Un episodio en el que la cuestión tecnológica ya estaba tratada en uno de los capítulos de la primera temporada, jugando con los potenciales peligros de tener a nuestra disposición una prodigiosa memoria que lo retiene todo, todito, todo; incluso cosas que ni siquiera sabíamos… que sabíamos. Filmado en una Islandia austera y opresiva, “Cocodrilo” hará las delicias de los aficionados al Noir… siempre que obvien la relación entre el físico de la actriz protagonista, una excelente Andrea Riseborough, y algunas de las cosillas que Brooker & Hillcoat la obligan a hacer.

Y luego está ese “Black Museum”, un episodio enciclopédico que, como su propio nombre indica, se convierte en compendio esencial de la filosofía que subyace bajo la etiqueta de “Black Mirror”. Se trata de un episodio que trenza tres hilos argumentales distintos para desembocar en el final más duro, perverso, cruel, canalla, oscuro y sensacional que se pueda imaginar.

 

“Black Museum” es un soberbio tour de force argumental que, filmado a caballo entre Málaga y el desierto de Tabernas, nos ofrece un triple menú de alarmante desarrollo tecnológico, aplicado a tres personajes diferentes: un médico que puede sentir exactamente lo mismo que sienten sus pacientes, lo que desemboca en una terrible adicción; un amante esposo que lleva a su mujer dentro de su cabeza después de que quedara en coma; y un holograma con la conciencia de un asesino condenado a muerte.

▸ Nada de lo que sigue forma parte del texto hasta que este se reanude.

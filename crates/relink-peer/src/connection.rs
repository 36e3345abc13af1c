//! The per-endpoint connection state machine.

use std::{collections::VecDeque, fmt, net::SocketAddr, time::Instant};

use byteorder::{BigEndian, ByteOrder};
use crossbeam_channel::Sender;
use relink_core::{
    config::Config,
    error::{ErrorKind, Result},
};
use relink_protocol::{
    ack::{AckSystem, NotifyToken, ReliableReceived},
    packet::{
        Command, DisconnectReason, PacketType, RejectReason, COMMAND_HEADER_SIZE,
        RELIABLE_MESSAGE_LENGTH_SIZE,
    },
};
use tracing::{debug, trace, warn};

use crate::{
    connection_state::ConnectionState,
    event::PeerEvent,
    trackers::{ConnectingTracker, DisconnectedTracker, KeepAliveTracker, TimeoutTracker},
};

/// One remote endpoint: lifecycle state, timers and reliability engine.
///
/// A connection never touches the socket. Incoming datagrams are handed in
/// by the owning peer through [`handle_packet`](Connection::handle_packet);
/// outgoing datagrams are queued and drained through
/// [`pop_outgoing`](Connection::pop_outgoing).
pub struct Connection {
    addr: SocketAddr,
    state: ConnectionState,

    connecting: ConnectingTracker,
    timeout: TimeoutTracker,
    keep_alive: KeepAliveTracker,
    disconnected: DisconnectedTracker,

    ack: AckSystem,
    events: Sender<PeerEvent>,
    out: VecDeque<Vec<u8>>,

    key: Vec<u8>,
    mtu: usize,
    /// Set when the connection failed before establishing and should be
    /// evicted without a grace window.
    remove_now: bool,
}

Sé que, así explicado, es complicado de entender. Por no decir imposible. Y ahí radica una de las grandes virtudes de “Black Mirror”: hay que verla, hay que lanzarse de cabeza a ese Espejo Negro que es la televisión para disfrutar de la experiencia. Para sentirla. Para padecerla. En el mejor sentido de la expresión.

Muchas veces me he sentido ridículo, en la barra del bar, explicando a los amigos el argumento de tal o de cuál episodio de “Black Mirror”, empezando por aquel primero del cerdo y del Primer Ministro británico. Pero en pantalla, funciona. Funciona hasta el punto de que, en muchas ocasiones, al leer noticias sobre sorprendentes avances tecnológicos llamados a cambiarnos la vida, nos suenan a conocidos… porque Charlie Brooker ya los había imaginado antes.

 

Créanme: la exposición a “Black Mirror” genera adicción y, en convreto, las atracciones que encierra el “Black Museum” no les van a dejar en absoluto indiferentes.